Scan the entries below for the string "None" and copy every line where it turns up.
--- Data records ---
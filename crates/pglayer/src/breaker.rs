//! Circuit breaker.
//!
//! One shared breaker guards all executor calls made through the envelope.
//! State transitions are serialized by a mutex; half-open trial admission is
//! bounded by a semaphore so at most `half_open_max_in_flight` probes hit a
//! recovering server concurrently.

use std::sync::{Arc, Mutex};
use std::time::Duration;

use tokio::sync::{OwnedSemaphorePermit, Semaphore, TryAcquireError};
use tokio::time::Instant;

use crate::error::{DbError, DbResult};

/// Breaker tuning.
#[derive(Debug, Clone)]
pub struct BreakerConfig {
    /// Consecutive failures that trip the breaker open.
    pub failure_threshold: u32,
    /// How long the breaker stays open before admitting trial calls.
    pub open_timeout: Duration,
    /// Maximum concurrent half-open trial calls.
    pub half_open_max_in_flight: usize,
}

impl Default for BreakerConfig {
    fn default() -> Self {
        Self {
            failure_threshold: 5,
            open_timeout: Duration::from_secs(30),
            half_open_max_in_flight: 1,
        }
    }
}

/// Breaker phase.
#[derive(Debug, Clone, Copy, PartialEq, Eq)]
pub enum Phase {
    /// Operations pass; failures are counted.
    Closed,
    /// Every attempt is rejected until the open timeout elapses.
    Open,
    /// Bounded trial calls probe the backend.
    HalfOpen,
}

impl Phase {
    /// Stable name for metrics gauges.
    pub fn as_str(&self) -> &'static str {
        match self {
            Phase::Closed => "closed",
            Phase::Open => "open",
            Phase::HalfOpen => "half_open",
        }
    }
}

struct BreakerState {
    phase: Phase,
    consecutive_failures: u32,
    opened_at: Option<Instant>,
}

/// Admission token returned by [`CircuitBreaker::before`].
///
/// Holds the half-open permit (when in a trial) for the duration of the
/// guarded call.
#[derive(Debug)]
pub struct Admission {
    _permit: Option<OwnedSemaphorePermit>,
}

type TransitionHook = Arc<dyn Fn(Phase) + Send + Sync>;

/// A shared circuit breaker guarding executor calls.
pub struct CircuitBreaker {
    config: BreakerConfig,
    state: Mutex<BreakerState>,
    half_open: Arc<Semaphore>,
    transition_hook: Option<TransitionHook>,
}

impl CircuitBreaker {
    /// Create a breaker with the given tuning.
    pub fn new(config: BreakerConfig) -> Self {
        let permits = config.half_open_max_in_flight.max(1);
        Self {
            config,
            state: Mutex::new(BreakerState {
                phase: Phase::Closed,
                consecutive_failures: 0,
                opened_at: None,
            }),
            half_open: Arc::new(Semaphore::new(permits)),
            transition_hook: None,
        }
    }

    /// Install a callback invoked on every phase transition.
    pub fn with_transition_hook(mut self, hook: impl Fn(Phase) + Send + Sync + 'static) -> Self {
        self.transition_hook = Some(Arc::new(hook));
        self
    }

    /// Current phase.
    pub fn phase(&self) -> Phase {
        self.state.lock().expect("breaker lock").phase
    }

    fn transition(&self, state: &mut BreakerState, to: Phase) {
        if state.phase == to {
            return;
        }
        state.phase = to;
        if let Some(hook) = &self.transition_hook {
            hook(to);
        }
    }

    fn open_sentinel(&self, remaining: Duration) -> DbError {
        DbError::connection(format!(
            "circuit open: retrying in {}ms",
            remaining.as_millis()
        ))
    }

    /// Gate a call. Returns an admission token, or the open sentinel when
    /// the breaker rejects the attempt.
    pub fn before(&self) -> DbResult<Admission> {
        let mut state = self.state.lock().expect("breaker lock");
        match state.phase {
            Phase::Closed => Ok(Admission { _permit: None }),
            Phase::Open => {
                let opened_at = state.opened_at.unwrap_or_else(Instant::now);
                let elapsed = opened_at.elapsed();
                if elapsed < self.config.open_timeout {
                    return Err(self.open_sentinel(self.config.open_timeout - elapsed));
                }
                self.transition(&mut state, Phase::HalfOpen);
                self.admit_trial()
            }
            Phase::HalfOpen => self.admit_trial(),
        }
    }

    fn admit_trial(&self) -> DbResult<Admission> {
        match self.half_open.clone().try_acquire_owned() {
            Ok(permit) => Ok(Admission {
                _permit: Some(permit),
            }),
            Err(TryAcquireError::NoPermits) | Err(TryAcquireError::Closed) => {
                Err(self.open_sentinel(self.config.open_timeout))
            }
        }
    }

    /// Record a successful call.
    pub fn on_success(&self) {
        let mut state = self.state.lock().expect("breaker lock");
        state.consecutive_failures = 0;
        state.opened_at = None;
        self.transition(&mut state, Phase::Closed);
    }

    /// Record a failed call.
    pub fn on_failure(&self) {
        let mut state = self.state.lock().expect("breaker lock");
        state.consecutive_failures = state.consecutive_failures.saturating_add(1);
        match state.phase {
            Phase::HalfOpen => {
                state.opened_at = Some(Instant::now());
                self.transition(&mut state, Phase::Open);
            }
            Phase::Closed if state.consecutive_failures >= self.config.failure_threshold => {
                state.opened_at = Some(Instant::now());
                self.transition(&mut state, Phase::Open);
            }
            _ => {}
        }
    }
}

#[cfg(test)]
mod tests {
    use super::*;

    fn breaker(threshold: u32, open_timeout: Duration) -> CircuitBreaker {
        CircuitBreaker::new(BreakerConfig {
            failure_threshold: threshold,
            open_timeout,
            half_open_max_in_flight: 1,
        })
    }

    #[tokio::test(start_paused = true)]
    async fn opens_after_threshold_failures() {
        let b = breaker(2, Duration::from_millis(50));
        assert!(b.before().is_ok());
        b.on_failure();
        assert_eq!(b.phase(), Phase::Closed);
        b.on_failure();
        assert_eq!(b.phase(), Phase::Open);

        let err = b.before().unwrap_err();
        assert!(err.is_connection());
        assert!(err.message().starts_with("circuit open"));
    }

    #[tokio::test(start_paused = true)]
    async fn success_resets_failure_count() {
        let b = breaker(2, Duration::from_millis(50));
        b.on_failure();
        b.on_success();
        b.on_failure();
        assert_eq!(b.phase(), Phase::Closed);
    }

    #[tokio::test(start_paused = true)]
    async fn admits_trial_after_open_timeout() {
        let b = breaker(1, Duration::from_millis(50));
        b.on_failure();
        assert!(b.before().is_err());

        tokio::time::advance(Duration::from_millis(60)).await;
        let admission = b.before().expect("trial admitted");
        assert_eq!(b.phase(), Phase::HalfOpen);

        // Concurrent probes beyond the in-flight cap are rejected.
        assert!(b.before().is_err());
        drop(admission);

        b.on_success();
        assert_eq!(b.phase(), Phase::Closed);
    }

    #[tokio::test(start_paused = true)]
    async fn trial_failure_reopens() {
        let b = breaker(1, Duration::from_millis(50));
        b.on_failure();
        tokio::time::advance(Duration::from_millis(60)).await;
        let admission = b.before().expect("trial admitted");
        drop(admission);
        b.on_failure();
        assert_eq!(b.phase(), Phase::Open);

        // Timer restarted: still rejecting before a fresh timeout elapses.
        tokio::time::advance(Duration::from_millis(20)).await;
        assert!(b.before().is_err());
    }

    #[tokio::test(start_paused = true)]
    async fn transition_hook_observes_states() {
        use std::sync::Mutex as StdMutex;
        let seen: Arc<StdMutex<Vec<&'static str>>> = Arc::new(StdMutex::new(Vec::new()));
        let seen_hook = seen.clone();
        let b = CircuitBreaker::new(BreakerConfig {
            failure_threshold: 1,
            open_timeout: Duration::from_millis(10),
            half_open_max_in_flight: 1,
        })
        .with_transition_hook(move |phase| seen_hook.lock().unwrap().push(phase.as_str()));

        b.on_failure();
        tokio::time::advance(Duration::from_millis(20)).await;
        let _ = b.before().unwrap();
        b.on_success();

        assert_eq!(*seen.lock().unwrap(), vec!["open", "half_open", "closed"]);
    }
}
---
● **Answer for this exercise**:
                opened_at: None,
            transition_hook: None,
            Phase::Closed => Ok(Admission { _permit: None }),
        state.opened_at = None;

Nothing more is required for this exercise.